### Task objective
Print the data that follows exactly as it stands, from its first line through the line containing "route returns to", and stop there.

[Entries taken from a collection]
•••
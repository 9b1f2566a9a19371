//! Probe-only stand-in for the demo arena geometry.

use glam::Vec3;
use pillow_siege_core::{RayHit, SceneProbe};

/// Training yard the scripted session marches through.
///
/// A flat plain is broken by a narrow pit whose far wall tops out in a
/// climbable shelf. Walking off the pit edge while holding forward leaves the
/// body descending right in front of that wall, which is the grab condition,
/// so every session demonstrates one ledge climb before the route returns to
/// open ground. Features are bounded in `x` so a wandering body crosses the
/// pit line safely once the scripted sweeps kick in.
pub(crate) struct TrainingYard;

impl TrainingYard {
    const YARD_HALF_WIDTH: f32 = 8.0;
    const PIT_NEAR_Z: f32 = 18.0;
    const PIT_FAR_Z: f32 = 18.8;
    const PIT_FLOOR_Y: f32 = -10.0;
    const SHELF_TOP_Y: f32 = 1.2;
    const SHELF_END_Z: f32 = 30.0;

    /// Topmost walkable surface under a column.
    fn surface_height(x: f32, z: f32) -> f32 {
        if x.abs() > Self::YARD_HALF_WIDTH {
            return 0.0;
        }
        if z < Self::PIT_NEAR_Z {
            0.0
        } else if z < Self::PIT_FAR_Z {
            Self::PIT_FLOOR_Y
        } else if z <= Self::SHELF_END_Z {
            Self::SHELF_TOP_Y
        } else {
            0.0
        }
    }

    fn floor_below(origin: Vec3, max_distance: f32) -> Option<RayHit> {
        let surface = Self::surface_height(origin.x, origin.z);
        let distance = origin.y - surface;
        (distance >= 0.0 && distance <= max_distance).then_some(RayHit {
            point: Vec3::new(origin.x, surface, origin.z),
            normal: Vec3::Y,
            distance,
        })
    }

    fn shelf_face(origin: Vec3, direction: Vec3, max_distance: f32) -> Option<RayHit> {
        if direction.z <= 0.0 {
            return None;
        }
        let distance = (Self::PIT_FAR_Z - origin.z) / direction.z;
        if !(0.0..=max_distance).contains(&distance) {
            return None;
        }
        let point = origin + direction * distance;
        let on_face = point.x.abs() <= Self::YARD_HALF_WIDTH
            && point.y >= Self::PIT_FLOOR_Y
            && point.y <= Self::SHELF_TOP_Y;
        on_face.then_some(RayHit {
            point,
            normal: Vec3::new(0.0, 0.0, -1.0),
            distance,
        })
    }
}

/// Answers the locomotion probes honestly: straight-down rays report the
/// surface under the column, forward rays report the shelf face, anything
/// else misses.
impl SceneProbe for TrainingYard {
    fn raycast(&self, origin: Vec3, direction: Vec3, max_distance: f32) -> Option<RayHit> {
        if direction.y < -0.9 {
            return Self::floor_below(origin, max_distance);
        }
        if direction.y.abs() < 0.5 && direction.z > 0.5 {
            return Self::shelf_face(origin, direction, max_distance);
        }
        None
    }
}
•••
### Task solution
repository 9b1f2566a9a19371
//! Probe-only stand-in for the demo arena geometry.

use glam::Vec3;
use pillow_siege_core::{RayHit, SceneProbe};

/// Training yard the scripted session marches through.
///
/// A flat plain is broken by a narrow pit whose far wall tops out in a
/// climbable shelf. Walking off the pit edge while holding forward leaves the
/// body descending right in front of that wall, which is the grab condition,
/// so every session demonstrates one ledge climb before the route returns to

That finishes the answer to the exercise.